_Problem statement_
Every line containing the word "AppState" is to be copied from the data below.

_Data extract_
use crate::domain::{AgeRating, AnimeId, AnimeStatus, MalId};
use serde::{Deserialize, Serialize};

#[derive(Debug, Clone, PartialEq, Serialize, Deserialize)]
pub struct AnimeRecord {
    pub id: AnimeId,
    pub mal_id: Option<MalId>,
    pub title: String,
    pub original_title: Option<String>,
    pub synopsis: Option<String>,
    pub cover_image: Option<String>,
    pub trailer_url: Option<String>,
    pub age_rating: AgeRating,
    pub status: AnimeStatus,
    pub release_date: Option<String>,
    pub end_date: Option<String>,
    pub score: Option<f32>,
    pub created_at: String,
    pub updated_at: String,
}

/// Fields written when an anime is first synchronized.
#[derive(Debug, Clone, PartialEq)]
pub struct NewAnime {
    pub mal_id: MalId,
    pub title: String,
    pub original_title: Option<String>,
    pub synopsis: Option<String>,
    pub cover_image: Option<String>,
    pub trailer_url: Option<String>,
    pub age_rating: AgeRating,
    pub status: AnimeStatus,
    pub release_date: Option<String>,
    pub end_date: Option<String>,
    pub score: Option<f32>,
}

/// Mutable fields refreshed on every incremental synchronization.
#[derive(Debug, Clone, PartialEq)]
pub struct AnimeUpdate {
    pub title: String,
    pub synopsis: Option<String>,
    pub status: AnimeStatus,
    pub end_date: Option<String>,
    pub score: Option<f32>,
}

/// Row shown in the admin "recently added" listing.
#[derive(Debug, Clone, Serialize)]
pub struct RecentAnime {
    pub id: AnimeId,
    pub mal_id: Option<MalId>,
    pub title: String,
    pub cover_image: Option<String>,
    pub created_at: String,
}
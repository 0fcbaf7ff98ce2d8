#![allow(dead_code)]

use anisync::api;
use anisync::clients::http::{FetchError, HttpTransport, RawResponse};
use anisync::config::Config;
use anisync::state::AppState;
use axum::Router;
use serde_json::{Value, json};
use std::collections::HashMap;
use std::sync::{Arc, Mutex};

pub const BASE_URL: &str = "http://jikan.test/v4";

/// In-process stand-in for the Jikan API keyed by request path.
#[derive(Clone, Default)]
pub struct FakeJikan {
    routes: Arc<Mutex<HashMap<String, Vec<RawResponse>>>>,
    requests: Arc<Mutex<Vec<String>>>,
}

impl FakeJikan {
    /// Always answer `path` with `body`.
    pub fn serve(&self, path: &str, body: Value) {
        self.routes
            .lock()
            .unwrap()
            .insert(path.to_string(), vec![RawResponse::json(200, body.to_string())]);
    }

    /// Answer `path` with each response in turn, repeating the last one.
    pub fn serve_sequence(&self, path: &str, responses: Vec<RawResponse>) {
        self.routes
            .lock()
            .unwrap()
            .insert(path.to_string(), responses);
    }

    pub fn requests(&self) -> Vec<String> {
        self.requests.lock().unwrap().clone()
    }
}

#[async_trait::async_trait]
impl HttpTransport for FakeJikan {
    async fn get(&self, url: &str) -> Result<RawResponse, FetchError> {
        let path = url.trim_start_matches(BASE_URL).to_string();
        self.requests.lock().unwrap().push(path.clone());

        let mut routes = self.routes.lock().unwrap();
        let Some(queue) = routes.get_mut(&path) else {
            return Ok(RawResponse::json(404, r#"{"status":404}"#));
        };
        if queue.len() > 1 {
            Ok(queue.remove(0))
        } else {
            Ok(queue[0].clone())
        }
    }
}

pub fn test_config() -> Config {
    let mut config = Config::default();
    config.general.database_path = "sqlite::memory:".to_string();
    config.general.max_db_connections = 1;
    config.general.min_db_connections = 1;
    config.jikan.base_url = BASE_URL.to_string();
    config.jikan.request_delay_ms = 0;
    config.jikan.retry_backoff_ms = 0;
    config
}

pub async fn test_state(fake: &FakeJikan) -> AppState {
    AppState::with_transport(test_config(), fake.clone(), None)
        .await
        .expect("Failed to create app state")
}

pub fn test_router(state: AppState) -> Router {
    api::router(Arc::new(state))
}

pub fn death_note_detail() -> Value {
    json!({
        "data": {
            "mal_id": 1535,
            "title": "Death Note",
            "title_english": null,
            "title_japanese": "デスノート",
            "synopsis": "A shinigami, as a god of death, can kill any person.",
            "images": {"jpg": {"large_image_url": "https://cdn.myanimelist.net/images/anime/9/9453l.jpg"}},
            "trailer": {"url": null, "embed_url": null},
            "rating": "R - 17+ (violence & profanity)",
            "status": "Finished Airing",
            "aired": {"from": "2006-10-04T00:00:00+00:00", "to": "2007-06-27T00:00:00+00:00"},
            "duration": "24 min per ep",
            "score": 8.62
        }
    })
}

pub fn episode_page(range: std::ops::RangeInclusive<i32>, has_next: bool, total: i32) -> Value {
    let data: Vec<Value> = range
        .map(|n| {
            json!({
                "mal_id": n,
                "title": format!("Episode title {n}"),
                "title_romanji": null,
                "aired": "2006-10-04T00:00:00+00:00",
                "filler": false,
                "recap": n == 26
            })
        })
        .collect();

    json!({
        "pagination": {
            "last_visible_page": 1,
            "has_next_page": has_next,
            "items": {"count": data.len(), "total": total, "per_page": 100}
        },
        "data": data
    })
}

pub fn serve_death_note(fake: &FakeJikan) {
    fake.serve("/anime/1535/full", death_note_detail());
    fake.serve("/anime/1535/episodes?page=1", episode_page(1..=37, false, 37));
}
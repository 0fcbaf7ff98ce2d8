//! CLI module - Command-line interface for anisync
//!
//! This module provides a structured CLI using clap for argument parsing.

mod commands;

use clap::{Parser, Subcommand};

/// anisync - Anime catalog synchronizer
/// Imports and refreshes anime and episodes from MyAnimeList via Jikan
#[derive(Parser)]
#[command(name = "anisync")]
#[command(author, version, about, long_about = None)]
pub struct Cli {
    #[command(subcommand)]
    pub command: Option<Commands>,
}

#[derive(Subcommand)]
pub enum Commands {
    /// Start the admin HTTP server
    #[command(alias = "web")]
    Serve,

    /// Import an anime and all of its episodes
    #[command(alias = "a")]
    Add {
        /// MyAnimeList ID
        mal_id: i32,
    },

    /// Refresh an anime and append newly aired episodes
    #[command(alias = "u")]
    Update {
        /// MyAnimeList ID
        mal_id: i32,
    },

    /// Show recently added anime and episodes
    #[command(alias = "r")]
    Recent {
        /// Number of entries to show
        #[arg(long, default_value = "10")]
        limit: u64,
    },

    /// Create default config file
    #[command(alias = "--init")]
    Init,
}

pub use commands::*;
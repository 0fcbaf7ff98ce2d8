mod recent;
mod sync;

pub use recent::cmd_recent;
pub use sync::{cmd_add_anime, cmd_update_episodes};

_Response to this task_
use anisync::state::AppState;
pub async fn test_state(fake: &FakeJikan) -> AppState {
    AppState::with_transport(test_config(), fake.clone(), None)
pub fn test_router(state: AppState) -> Router {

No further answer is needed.